Every line of the entries below that carries the string "does" should be copied.

┌─ Record extracts

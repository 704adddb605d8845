//! Datatype tag -> codec registry.

use crate::codec::{BooleanCodec, DatatypeCodec, DecimalCodec, FloatCodec, IntegerCodec, StringCodec};
use crate::error::{CodecError, CodecResult};
use crate::temporal::{TemporalCodec, TemporalForm};
use ontic_core::Value;
use std::collections::HashMap;
use std::fmt;
use std::sync::Arc;

/// Base URI of the XML Schema datatypes.
pub const XSD_NAMESPACE: &str = "http://www.w3.org/2001/XMLSchema#";

/// Short prefix accepted in place of [`XSD_NAMESPACE`].
pub const XSD_PREFIX: &str = "xsd:";

/// Maps datatype tags to codecs.
///
/// Cloning is cheap; codecs are shared.
#[derive(Clone)]
pub struct DatatypeRegistry {
    codecs: HashMap<String, Arc<dyn DatatypeCodec>>,
}

impl DatatypeRegistry {
    /// A registry with no codecs.
    pub fn empty() -> Self {
        Self {
            codecs: HashMap::new(),
        }
    }

    /// A registry with every built-in XSD codec.
    pub fn xsd() -> Self {
        let mut registry = Self::empty();
        registry.register_xsd(StringCodec::string());
        registry.register_xsd(StringCodec::normalized());
        registry.register_xsd(BooleanCodec);
        for codec in IntegerCodec::xsd_family() {
            registry.register_xsd(codec);
        }
        registry.register_xsd(FloatCodec::float());
        registry.register_xsd(FloatCodec::double());
        registry.register_xsd(DecimalCodec);
        for form in TemporalForm::ALL {
            registry.register_xsd(TemporalCodec::new(form));
        }
        registry
    }

    fn register_xsd(&mut self, codec: impl DatatypeCodec + 'static) {
        let tag = format!("{}{}", XSD_NAMESPACE, codec.name());
        self.codecs.insert(tag, Arc::new(codec));
    }

    /// Expand an `xsd:` prefixed tag to its full URI.
    pub fn canonical_tag(tag: &str) -> String {
        match tag.strip_prefix(XSD_PREFIX) {
            Some(local) => format!("{}{}", XSD_NAMESPACE, local),
            None => tag.to_string(),
        }
    }

    /// Register (or replace) a codec under `tag`.
    pub fn register(&mut self, tag: &str, codec: Arc<dyn DatatypeCodec>) {
        self.codecs.insert(Self::canonical_tag(tag), codec);
    }

    /// Builder form of [`DatatypeRegistry::register`].
    pub fn with_codec(mut self, tag: &str, codec: impl DatatypeCodec + 'static) -> Self {
        self.register(tag, Arc::new(codec));
        self
    }

    /// Returns true if a codec is registered for `tag`.
    pub fn recognizes(&self, tag: &str) -> bool {
        self.codecs.contains_key(&Self::canonical_tag(tag))
    }

    /// Get the codec for `tag`.
    pub fn codec(&self, tag: &str) -> CodecResult<&Arc<dyn DatatypeCodec>> {
        self.codecs
            .get(&Self::canonical_tag(tag))
            .ok_or_else(|| CodecError::UnknownDatatype(tag.to_string()))
    }

    /// Parse `text` as `tag`.
    pub fn parse(&self, tag: &str, text: &str) -> CodecResult<Value> {
        self.codec(tag)?.parse(text)
    }

    /// Format `value` as `tag`.
    pub fn format(&self, tag: &str, value: &Value) -> CodecResult<String> {
        self.codec(tag)?.format(value)
    }

    /// Registered tags, sorted.
    pub fn tags(&self) -> Vec<&str> {
        let mut tags: Vec<&str> = self.codecs.keys().map(String::as_str).collect();
        tags.sort_unstable();
        tags
    }

    pub fn len(&self) -> usize {
        self.codecs.len()
    }

    pub fn is_empty(&self) -> bool {
        self.codecs.is_empty()
    }
}

impl Default for DatatypeRegistry {
    fn default() -> Self {
        Self::xsd()
    }
}

impl fmt::Debug for DatatypeRegistry {
    fn fmt(&self, f: &mut fmt::Formatter<'_>) -> fmt::Result {
        f.debug_struct("DatatypeRegistry")
            .field("tags", &self.tags())
            .finish()
    }
}
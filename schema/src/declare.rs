//! Constrainables declared on containers.
//!
//! Containers declare the properties their instances require. Classes also
//! declare the relationship types they may take part in, per direction.
//! Declarations are inherited down the container hierarchy.

use crate::edges::MetaEdge;
use crate::error::{SchemaError, SchemaResult};
use crate::id::{ClassId, ConstrainableId, ContainerId, NamespaceId, NodeKind, PropertyId, RelTypeId};
use crate::model::{MetaTx, Schema};
use crate::validator::ConstrainableKey;
use ontic_core::{Direction, NodeId};
use tracing::debug;

/// Declaring edges selected by a direction filter.
fn declare_edges(direction: Direction) -> &'static [MetaEdge] {
    match direction {
        Direction::Outgoing => &[MetaEdge::DeclaresOutgoing],
        Direction::Incoming => &[MetaEdge::DeclaresIncoming],
        Direction::Both => &[MetaEdge::DeclaresOutgoing, MetaEdge::DeclaresIncoming],
    }
}

fn single_direction(direction: Direction) -> SchemaResult<MetaEdge> {
    MetaEdge::declares(direction).ok_or_else(|| {
        SchemaError::invalid_argument("relationship declarations need a single direction")
    })
}

impl<'a> Schema<'a> {
    /// Properties declared directly on a container.
    pub fn direct_properties(self, container: impl Into<ContainerId>) -> SchemaResult<Vec<PropertyId>> {
        let container = container.into();
        self.check_container(container)?;
        Ok(self
            .neighbors(container.node(), MetaEdge::HasProperty, Direction::Outgoing)
            .into_iter()
            .map(PropertyId::from_node)
            .collect())
    }

    /// Properties declared on a container or any of its supers.
    pub fn all_properties(self, container: impl Into<ContainerId>) -> SchemaResult<Vec<PropertyId>> {
        let container = container.into();
        self.check_container(container)?;
        Ok(self
            .inherited(container, &[MetaEdge::HasProperty])?
            .into_iter()
            .map(PropertyId::from_node)
            .collect())
    }

    /// Relationship types declared directly on a class.
    pub fn direct_relationships(
        self,
        class: ClassId,
        direction: Direction,
    ) -> SchemaResult<Vec<RelTypeId>> {
        self.check(class)?;
        let mut result: Vec<RelTypeId> = Vec::new();
        for edge in declare_edges(direction) {
            for node in self.neighbors(class.node(), *edge, Direction::Outgoing) {
                let rel_type = RelTypeId::from_node(node);
                if !result.contains(&rel_type) {
                    result.push(rel_type);
                }
            }
        }
        Ok(result)
    }

    /// Relationship types declared on a class or any of its supers.
    pub fn all_relationships(
        self,
        class: ClassId,
        direction: Direction,
    ) -> SchemaResult<Vec<RelTypeId>> {
        self.check(class)?;
        Ok(self
            .inherited(ContainerId::Class(class), declare_edges(direction))?
            .into_iter()
            .map(RelTypeId::from_node)
            .collect())
    }

    /// Classes declaring a relationship type.
    pub fn associated_classes(
        self,
        rel_type: RelTypeId,
        direction: Direction,
    ) -> SchemaResult<Vec<ClassId>> {
        self.check(rel_type)?;
        let mut result: Vec<ClassId> = Vec::new();
        for edge in declare_edges(direction) {
            for node in self.neighbors(rel_type.node(), *edge, Direction::Incoming) {
                let class = ClassId::from_node(node);
                if !result.contains(&class) {
                    result.push(class);
                }
            }
        }
        Ok(result)
    }

    /// Containers declaring a property.
    pub fn associated_containers(self, property: PropertyId) -> SchemaResult<Vec<ContainerId>> {
        self.check(property)?;
        Ok(self
            .neighbors(property.node(), MetaEdge::HasProperty, Direction::Incoming)
            .into_iter()
            .filter_map(|node| self.container_at(node))
            .collect())
    }

    /// Keys declared directly on a container.
    pub fn declared_keys(self, container: impl Into<ContainerId>) -> SchemaResult<Vec<ConstrainableKey>> {
        let container = container.into();
        self.check_container(container)?;

        let mut keys: Vec<ConstrainableKey> = self
            .neighbors(container.node(), MetaEdge::HasProperty, Direction::Outgoing)
            .into_iter()
            .filter_map(|node| self.name_of(node))
            .map(ConstrainableKey::property)
            .collect();
        if container.as_class().is_some() {
            for direction in [Direction::Outgoing, Direction::Incoming] {
                for edge in declare_edges(direction) {
                    keys.extend(
                        self.neighbors(container.node(), *edge, Direction::Outgoing)
                            .into_iter()
                            .filter_map(|node| self.name_of(node))
                            .map(|name| ConstrainableKey::relationship(name, direction)),
                    );
                }
            }
        }
        Ok(keys)
    }

    /// The property named `name` that a container requires, found on the
    /// container itself or the nearest super declaring it.
    pub fn required_property(
        self,
        container: impl Into<ContainerId>,
        name: &str,
    ) -> SchemaResult<Option<PropertyId>> {
        let container = container.into();
        self.check_container(container)?;
        Ok(self
            .container_chain(container)?
            .into_iter()
            .find_map(|declarer| self.named_neighbor(declarer.node(), MetaEdge::HasProperty, name))
            .map(PropertyId::from_node))
    }

    /// The relationship type named `name` a class may take part in, in
    /// `direction`.
    pub fn required_relationship(
        self,
        class: ClassId,
        name: &str,
        direction: Direction,
    ) -> SchemaResult<Option<RelTypeId>> {
        self.check(class)?;
        Ok(self
            .container_chain(ContainerId::Class(class))?
            .into_iter()
            .find_map(|declarer| {
                declare_edges(direction)
                    .iter()
                    .find_map(|edge| self.named_neighbor(declarer.node(), *edge, name))
            })
            .map(RelTypeId::from_node))
    }

    /// Returns true if `constrainable` is declared on `container` or one of
    /// its supers, directly or as a sub of such a declaration.
    pub fn in_domain(
        self,
        container: impl Into<ContainerId>,
        constrainable: impl Into<ConstrainableId>,
    ) -> SchemaResult<bool> {
        let container = container.into();
        let constrainable = constrainable.into();
        self.check_container(container)?;
        self.check_constrainable(constrainable)?;

        let declared: Vec<NodeId> = match constrainable {
            ConstrainableId::Property(_) => self.inherited(container, &[MetaEdge::HasProperty])?,
            ConstrainableId::RelType(_) => match container.as_class() {
                Some(_) => self.inherited(container, declare_edges(Direction::Both))?,
                None => return Ok(false),
            },
        };
        if declared.contains(&constrainable.node()) {
            return Ok(true);
        }
        Ok(self
            .closure(
                constrainable.node(),
                constrainable.kind().sub_edge(),
                Direction::Outgoing,
            )?
            .iter()
            .any(|sup| declared.contains(sup)))
    }

    /// The namespace a container lives in.
    pub(crate) fn container_namespace(self, container: ContainerId) -> SchemaResult<NamespaceId> {
        match container {
            ContainerId::Class(class) => self.namespace_of(class),
            ContainerId::RelType(rel_type) => self.namespace_of(rel_type),
        }
    }

    pub(crate) fn container_at(self, node: NodeId) -> Option<ContainerId> {
        match self.kind_of(node)? {
            NodeKind::Class => Some(ContainerId::Class(ClassId::from_node(node))),
            NodeKind::RelationshipType => Some(ContainerId::RelType(RelTypeId::from_node(node))),
            _ => None,
        }
    }

    /// Returns true if `container` itself declares `key`.
    pub(crate) fn declares_key(self, container: ContainerId, key: &ConstrainableKey) -> bool {
        match key {
            ConstrainableKey::Property(name) => self
                .named_neighbor(container.node(), MetaEdge::HasProperty, name)
                .is_some(),
            ConstrainableKey::Relationship(name, direction) => declare_edges(*direction)
                .iter()
                .any(|edge| self.named_neighbor(container.node(), *edge, name).is_some()),
        }
    }

    fn named_neighbor(self, node: NodeId, edge: MetaEdge, name: &str) -> Option<NodeId> {
        self.neighbors(node, edge, Direction::Outgoing)
            .into_iter()
            .find(|n| self.name_of(*n) == Some(name))
    }

    /// Targets of `edges` from the container and all its supers, nearest
    /// container first.
    fn inherited(self, container: ContainerId, edges: &[MetaEdge]) -> SchemaResult<Vec<NodeId>> {
        let sub_edge = container.kind().sub_edge();
        let mut steps: Vec<(MetaEdge, Direction)> =
            edges.iter().map(|edge| (*edge, Direction::Outgoing)).collect();
        steps.push((sub_edge, Direction::Outgoing));

        self.walk(
            container.node(),
            &steps,
            |pos| pos.is_start() || self.arrived(pos, sub_edge, Direction::Outgoing),
            |pos| edges.iter().any(|edge| self.arrived(pos, *edge, Direction::Outgoing)),
        )
    }
}

impl MetaTx<'_> {
    /// Find or create a property named `name` in the container's namespace
    /// and declare it on the container.
    pub fn add_required_property(
        &mut self,
        container: impl Into<ContainerId>,
        name: &str,
    ) -> SchemaResult<PropertyId> {
        let container = container.into();
        let schema = self.schema();
        schema.can_add_constrainable(container, &ConstrainableKey::property(name))?;
        let namespace = schema.container_namespace(container)?;

        let property = self.property(namespace, name)?;
        self.link(container.node(), MetaEdge::HasProperty, property.node())?;
        debug!(container = %container.node(), property = name, "property declared");
        Ok(property)
    }

    /// Declare an existing property on a container. Declaring it twice does
    /// nothing.
    pub fn declare_property(
        &mut self,
        container: impl Into<ContainerId>,
        property: PropertyId,
    ) -> SchemaResult<()> {
        let container = container.into();
        let schema = self.schema();
        schema.check_container(container)?;
        if schema.has_link(container.node(), MetaEdge::HasProperty, property.node()) {
            return Ok(());
        }
        let name = schema.name(property)?;
        schema.can_add_constrainable(container, &ConstrainableKey::property(name))?;

        self.link(container.node(), MetaEdge::HasProperty, property.node())?;
        debug!(container = %container.node(), %property, "property declared");
        Ok(())
    }

    /// Find or create a relationship type named `name` in the class's
    /// namespace and allow it on the class in `direction`.
    pub fn add_allowed_relationship(
        &mut self,
        class: ClassId,
        name: &str,
        direction: Direction,
    ) -> SchemaResult<RelTypeId> {
        let edge = single_direction(direction)?;
        let schema = self.schema();
        schema.can_add_constrainable(class, &ConstrainableKey::relationship(name, direction))?;
        let namespace = schema.namespace_of(class)?;

        let rel_type = self.relationship_type(namespace, name)?;
        self.link(class.node(), edge, rel_type.node())?;
        debug!(%class, relationship = name, %direction, "relationship declared");
        Ok(rel_type)
    }

    /// Allow an existing relationship type on a class. Declaring it twice
    /// does nothing.
    pub fn declare_relationship(
        &mut self,
        class: ClassId,
        rel_type: RelTypeId,
        direction: Direction,
    ) -> SchemaResult<()> {
        let edge = single_direction(direction)?;
        let schema = self.schema();
        schema.check(class)?;
        if schema.has_link(class.node(), edge, rel_type.node()) {
            return Ok(());
        }
        let name = schema.name(rel_type)?;
        schema.can_add_constrainable(class, &ConstrainableKey::relationship(name, direction))?;

        self.link(class.node(), edge, rel_type.node())?;
        debug!(%class, %rel_type, %direction, "relationship declared");
        Ok(())
    }

    /// Remove a property declaration, returning whether it existed. The
    /// property itself stays.
    pub fn undeclare_property(
        &mut self,
        container: impl Into<ContainerId>,
        property: PropertyId,
    ) -> SchemaResult<bool> {
        let container = container.into();
        self.schema().check_container(container)?;
        let removed = self.unlink(container.node(), MetaEdge::HasProperty, property.node())?;
        if removed {
            debug!(container = %container.node(), %property, "property undeclared");
        }
        Ok(removed)
    }

    /// Remove relationship declarations in `direction`, returning whether
    /// any existed.
    pub fn undeclare_relationship(
        &mut self,
        class: ClassId,
        rel_type: RelTypeId,
        direction: Direction,
    ) -> SchemaResult<bool> {
        self.schema().check(class)?;
        let mut removed = false;
        for edge in declare_edges(direction) {
            removed |= self.unlink(class.node(), *edge, rel_type.node())?;
        }
        if removed {
            debug!(%class, %rel_type, %direction, "relationship undeclared");
        }
        Ok(removed)
    }
}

└─

• [Answer section]:
    /// Declare an existing property on a container. Declaring it twice does
    /// does nothing.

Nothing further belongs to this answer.